GNN-GCP

Graph Neural Network architecture to solve the decision version of the graph coloring problem (GCP)

View the Project on GitHub machine-reasoning-ufrgs/GNN-GCP

GNN-GCP

Graph Neural Network architecture to solve the decision version of the graph coloring problem (GCP) (i.e. “is it possible to colour the given graph with C colours?”).
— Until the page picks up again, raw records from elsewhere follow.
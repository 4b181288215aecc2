pub mod binding;
pub mod common;
pub mod config;

pub use crate::domain::DomainError;
pub use binding::{BindingContext, Value};
pub use common::RelativePath;
pub use config::{FeatureFlags, ProjectConfig, ProjectConfigBuilder};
Both training and testing procedures are ran on the verge of satisfiability, that is, we designed our instances with their exact chromatic number (positive ones) and we find their frozen edges to generate a negative instance (keeping the previous chromatic number and inserting the frozen edge into the graph).

Dependencies

Python 3.5.2
Tensorflow 1.10.0
Networkx 2.1 (plus Grinpy)
Pycosat 0.6.3
Pysat 0.1.3
Numpy 1.14.5
Ortools 6.10

Running

First, generate the train and test instances (number of samples and other parameters can be changed via argparse options)*

foo@bar:~$ python3 dataset.py -path adversarial-training --train
foo@bar:~$ python3 dataset.py -path adversarial-testing

Then, train and test (change epoch to the desired one) the model.
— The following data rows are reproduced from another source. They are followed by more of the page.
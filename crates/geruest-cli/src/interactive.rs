//! Interactive planning wizard
//!
//! Walks a [`PlanningSession`] through Grunddaten, Gerüstbau, Ausmass and Material
//! with dialoguer prompts. Backend errors are shown and the step is repeated.

use anyhow::Result;
use console::style;
use dialoguer::{Confirm, Input, MultiSelect, Select};
use geruest_core::models::{ManualHeights, ScaffoldSystem, ScaffoldType, WidthClass, WorkType};
use geruest_core::session::{PlanningSession, WizardStep};
use geruest_core::GeruestError;
use std::path::PathBuf;

use crate::cli::DrawingOptions;
use crate::commands::{new_session, write_export};
use crate::config_loader::AppContext;
use crate::output::{area, metres, OutputWriter};
use crate::output_types::{CatalogRow, FacadeRow, TakeoffRow};
use crate::progress::with_spinner;

/// Navigation choice at the end of a step
enum Nav {
    Next,
    Back,
    Restart,
    Quit,
}

/// Run the wizard until the user quits
pub async fn run_wizard(
    ctx: &AppContext,
    output: &OutputWriter,
    address: Option<String>,
) -> Result<()> {
    println!("\n🏗  Gerüstplanung\n");

    let addresses = ctx.addresses();
    let takeoffs = ctx.takeoffs();
    let mut session = new_session(&ctx.config);
    let mut pending_address = address;

    loop {
        print_progress(session.step());

        let nav = match session.step() {
            WizardStep::Grunddaten => {
                let address = match pending_address.take() {
                    Some(address) => address,
                    None => Input::new().with_prompt("Adresse").interact()?,
                };

                match load_address(ctx, output, &mut session, &address).await {
                    Ok(()) => Nav::Next,
                    // Backend errors repeat the step, prompt errors end the wizard
                    Err(e) => match e.downcast_ref::<GeruestError>() {
                        Some(backend) => {
                            output.warning(backend.user_message());
                            continue;
                        }
                        None => return Err(e),
                    },
                }
            }

            WizardStep::Geruestbau => {
                configure_scaffold(&mut session)?;
                if !select_facades(&mut session)? {
                    output.warning(GeruestError::NoFacadesSelected.user_message());
                    continue;
                }

                output.kv("Abwicklung", metres(session.total_length()));
                output.kv("Gerüsthöhe", metres(session.scaffold_height()));
                output.kv("Fassadenfläche", area(session.total_area()));
                navigate(session.step())?
            }

            WizardStep::Ausmass => {
                let result = with_spinner(
                    true,
                    "Ausmass berechnen...",
                    "Ausmass berechnet",
                    takeoffs.compute_into(&mut session),
                )
                .await;

                match result {
                    Ok(takeoff) => {
                        if takeoff.source == geruest_core::models::TakeoffSource::LocalFallback {
                            output.warning("Server-Berechnung fehlgeschlagen, lokal nach NPK 114 berechnet");
                        }
                        output.table(TakeoffRow::rows(&takeoff));
                        output.kv("Eckzuschlag", area(takeoff.corner_surcharge));
                        output.kv("Total Ausmass", area(takeoff.total_area));
                        navigate(session.step())?
                    }
                    Err(e) => {
                        output.warning(e.user_message());
                        Nav::Back
                    }
                }
            }

            WizardStep::Material => {
                if let Some(estimate) = session.material_estimate() {
                    output.kv("Teile (Richtwert)", estimate.pieces);
                    output.kv("Gewicht (Richtwert)", format!("{:.2} t", estimate.weight_tonnes));
                }

                match takeoffs.material_catalog(&session).await {
                    Ok(catalog) => {
                        output.table(CatalogRow::rows(&catalog));
                        output.kv("Total Gewicht", format!("{:.1} kg", catalog.total_weight_kg));
                    }
                    Err(e) => output.warning(format!("Stückliste nicht verfügbar: {}", e.user_message())),
                }

                if Confirm::new().with_prompt("Ergebnisse exportieren?").default(false).interact()? {
                    let dir: String = Input::new()
                        .with_prompt("Verzeichnis")
                        .default("geruest-export".to_string())
                        .interact()?;
                    let options = DrawingOptions {
                        width: 800,
                        height: 600,
                        professional: true,
                        high_fidelity: false,
                    };
                    let report =
                        write_export(ctx, output, &mut session, &PathBuf::from(dir), &options).await?;
                    for file in &report.files {
                        output.success(file);
                    }
                }

                finish_menu()?
            }
        };

        match nav {
            Nav::Next => {
                if let Err(e) = session.advance() {
                    output.warning(e.user_message());
                }
            }
            Nav::Back => {
                session.back();
            }
            Nav::Restart => {
                addresses.cancel_pending();
                session = new_session(&ctx.config);
            }
            Nav::Quit => return Ok(()),
        }
    }
}

fn print_progress(current: WizardStep) {
    let steps: Vec<String> = WizardStep::ALL
        .iter()
        .map(|step| {
            let label = format!("{}. {}", step.number(), step);
            if *step == current {
                style(label).bold().cyan().to_string()
            } else {
                style(label).dim().to_string()
            }
        })
        .collect();
    println!("\n{}", steps.join("  ›  "));
}

/// Lookup, geometry and optional manual heights for a new address
async fn load_address(
    ctx: &AppContext,
    output: &OutputWriter,
    session: &mut PlanningSession,
    address: &str,
) -> Result<()> {
    let addresses = ctx.addresses();
    let lookup =
        with_spinner(true, "Adresse suchen...", "Adresse gefunden", addresses.lookup(address)).await?;
    let label = lookup.label.clone();

    if let Some(building) = lookup.primary_building() {
        output.kv("EGID", building.egid);
        if let Some(year) = building.construction_year {
            output.kv("Baujahr", year);
        }
    }
    session.start(lookup);

    let geometry = with_spinner(
        true,
        "Gebäudedaten laden...",
        "Gebäudedaten geladen",
        addresses.geometry(&label, None, false),
    )
    .await?;
    session.load_geometry(geometry);

    let heights = session.config().heights;
    let show = |value: Option<f64>| value.map(metres).unwrap_or_else(|| "unbekannt".to_string());
    output.kv("Traufhöhe", show(heights.eave_height_m));
    output.kv("Firsthöhe", show(heights.ridge_height_m));

    if let Some(manual) = prompt_manual_heights()? {
        let geometry = addresses.geometry(&label, Some(&manual), false).await?;
        session.load_geometry(geometry);
        session.set_manual_heights(manual);
    }

    Ok(())
}

fn prompt_manual_heights() -> Result<Option<ManualHeights>> {
    if !Confirm::new().with_prompt("Höhen manuell korrigieren?").default(false).interact()? {
        return Ok(None);
    }

    let eave = optional_metres("Traufhöhe in m (leer = gemessen)")?;
    let ridge = optional_metres("Firsthöhe in m (leer = gemessen)")?;
    let manual = ManualHeights::new(eave, ridge);
    Ok((!manual.is_empty()).then_some(manual))
}

/// Prompt for a height; invalid input is rejected at the prompt and asked again
fn optional_metres(prompt: &str) -> Result<Option<f64>> {
    let raw: String = Input::new()
        .with_prompt(prompt)
        .allow_empty(true)
        .validate_with(|input: &String| parse_metres(input).map(|_| ()))
        .interact()?;
    parse_metres(&raw).map_err(anyhow::Error::msg)
}

/// Empty means "keep the measured value"; a decimal comma is accepted
fn parse_metres(raw: &str) -> std::result::Result<Option<f64>, String> {
    let raw = raw.trim();
    if raw.is_empty() {
        return Ok(None);
    }
    match raw.replace(',', ".").parse::<f64>() {
        Ok(value) if value.is_finite() && value > 0.0 => Ok(Some(value)),
        _ => Err(format!("Ungültige Höhe: {} (positive Zahl in Metern)", raw)),
    }
}

fn configure_scaffold(session: &mut PlanningSession) -> Result<()> {
    let config = session.config().clone();

    let work_types = [WorkType::FacadeWork, WorkType::RoofWork];
    let idx = Select::new()
        .with_prompt("Arbeitsart")
        .items(&["Fassadenarbeiten (bis Traufe)", "Dacharbeiten (über First)"])
        .default(position(&work_types, config.work_type))
        .interact()?;
    session.set_work_type(work_types[idx]);

    let scaffold_types = [ScaffoldType::Working, ScaffoldType::Protective, ScaffoldType::Catch];
    let labels: Vec<&str> = scaffold_types.iter().map(|t| t.label_de()).collect();
    let idx = Select::new()
        .with_prompt("Gerüstart")
        .items(&labels)
        .default(position(&scaffold_types, config.scaffold_type))
        .interact()?;
    session.set_scaffold_type(scaffold_types[idx]);

    let width_classes = [WidthClass::W06, WidthClass::W09, WidthClass::W12];
    let idx = Select::new()
        .with_prompt("Breitenklasse")
        .items(&width_classes)
        .default(position(&width_classes, config.width_class))
        .interact()?;
    session.set_width_class(width_classes[idx]);

    let systems = [ScaffoldSystem::Blitz70, ScaffoldSystem::Allround];
    let labels: Vec<&str> = systems.iter().map(|s| s.display_name()).collect();
    let idx = Select::new()
        .with_prompt("System")
        .items(&labels)
        .default(position(&systems, config.system))
        .interact()?;
    session.set_system(systems[idx]);

    Ok(())
}

/// Returns false when the user left every facade unchecked
fn select_facades(session: &mut PlanningSession) -> Result<bool> {
    let selection = session.selection();
    for side in selection.sides().iter().filter(|s| !s.is_selectable()) {
        tracing::debug!(index = side.index, length = side.length_m, "Facade too short to select");
    }

    let selectable: Vec<_> = selection.selectable_sides().cloned().collect();
    let labels: Vec<String> = selectable
        .iter()
        .map(|side| {
            let row = FacadeRow::new(side, false);
            format!("#{} {} {}", row.index, row.direction, row.length)
        })
        .collect();
    let defaults: Vec<bool> = selectable.iter().map(|s| selection.is_selected(s.index)).collect();

    let chosen = MultiSelect::new()
        .with_prompt("Fassaden (Leertaste wählt, Enter bestätigt)")
        .items(&labels)
        .defaults(&defaults)
        .interact()?;

    if chosen.len() == selectable.len() {
        session.select_all();
    } else {
        session.select_facades(chosen.iter().map(|&i| selectable[i].index))?;
    }

    Ok(!session.selection().is_empty())
}

fn navigate(step: WizardStep) -> Result<Nav> {
    let next = match step.next() {
        Some(next) => format!("Weiter zu {}", next),
        None => "Weiter".to_string(),
    };
    let idx = Select::new()
        .with_prompt("Weiter?")
        .items(&[next.as_str(), "Zurück", "Neue Adresse", "Beenden"])
        .default(0)
        .interact()?;

    Ok(match idx {
        0 => Nav::Next,
        1 => Nav::Back,
        2 => Nav::Restart,
        _ => Nav::Quit,
    })
}

fn finish_menu() -> Result<Nav> {
    let idx = Select::new()
        .with_prompt("Planung abgeschlossen")
        .items(&["Beenden", "Zurück zum Ausmass", "Neue Adresse"])
        .default(0)
        .interact()?;

    Ok(match idx {
        1 => Nav::Back,
        2 => Nav::Restart,
        _ => Nav::Quit,
    })
}

fn position<T: PartialEq + Copy>(options: &[T], current: T) -> usize {
    options.iter().position(|o| *o == current).unwrap_or(0)
}

#[cfg(test)]
mod tests {
    use super::*;

    #[test]
    fn test_position_defaults_to_first() {
        let classes = [WidthClass::W06, WidthClass::W09, WidthClass::W12];
        assert_eq!(position(&classes, WidthClass::W12), 2);
        assert_eq!(position(&[WorkType::RoofWork], WorkType::FacadeWork), 0);
    }

    #[test]
    fn test_parse_metres_accepts_heights() {
        assert_eq!(parse_metres("").unwrap(), None);
        assert_eq!(parse_metres("   ").unwrap(), None);
        assert_eq!(parse_metres("7.5").unwrap(), Some(7.5));
        assert_eq!(parse_metres(" 10,25 ").unwrap(), Some(10.25));
    }

    #[test]
    fn test_parse_metres_rejects_invalid_input() {
        for raw in ["abc", "-3", "0", "inf", "NaN", "7.5m"] {
            let err = parse_metres(raw).unwrap_err();
            assert!(err.contains("Ungültige Höhe"), "{} gave {}", raw, err);
        }
    }
}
foo@bar:~$ python3 run_model.py --train --save
foo@bar:~$ python3 run_model.py -loadpath training/checkpoints/epoch\=200.0 --load

To train and test Neurosat we first parse the instances to CNF format.

foo@bar:~$ cd neurosat
foo@bar:~$ python3 parse_to_cnf.py
foo@bar:~$ python3 neurosat_train.py
foo@bar:~$ python3 neurosat_test.py

*Obs.: The process of generating train and test instances usually takes very long, so we also made them available here

Publication

The results from this experiment are reported in the research paper “Graph Colouring Meets Deep Learning: Effective Graph Neural Network Models for Combinatorial Problems” by H. Lemos, M. Prates, P. Avelar,and L. Lamb.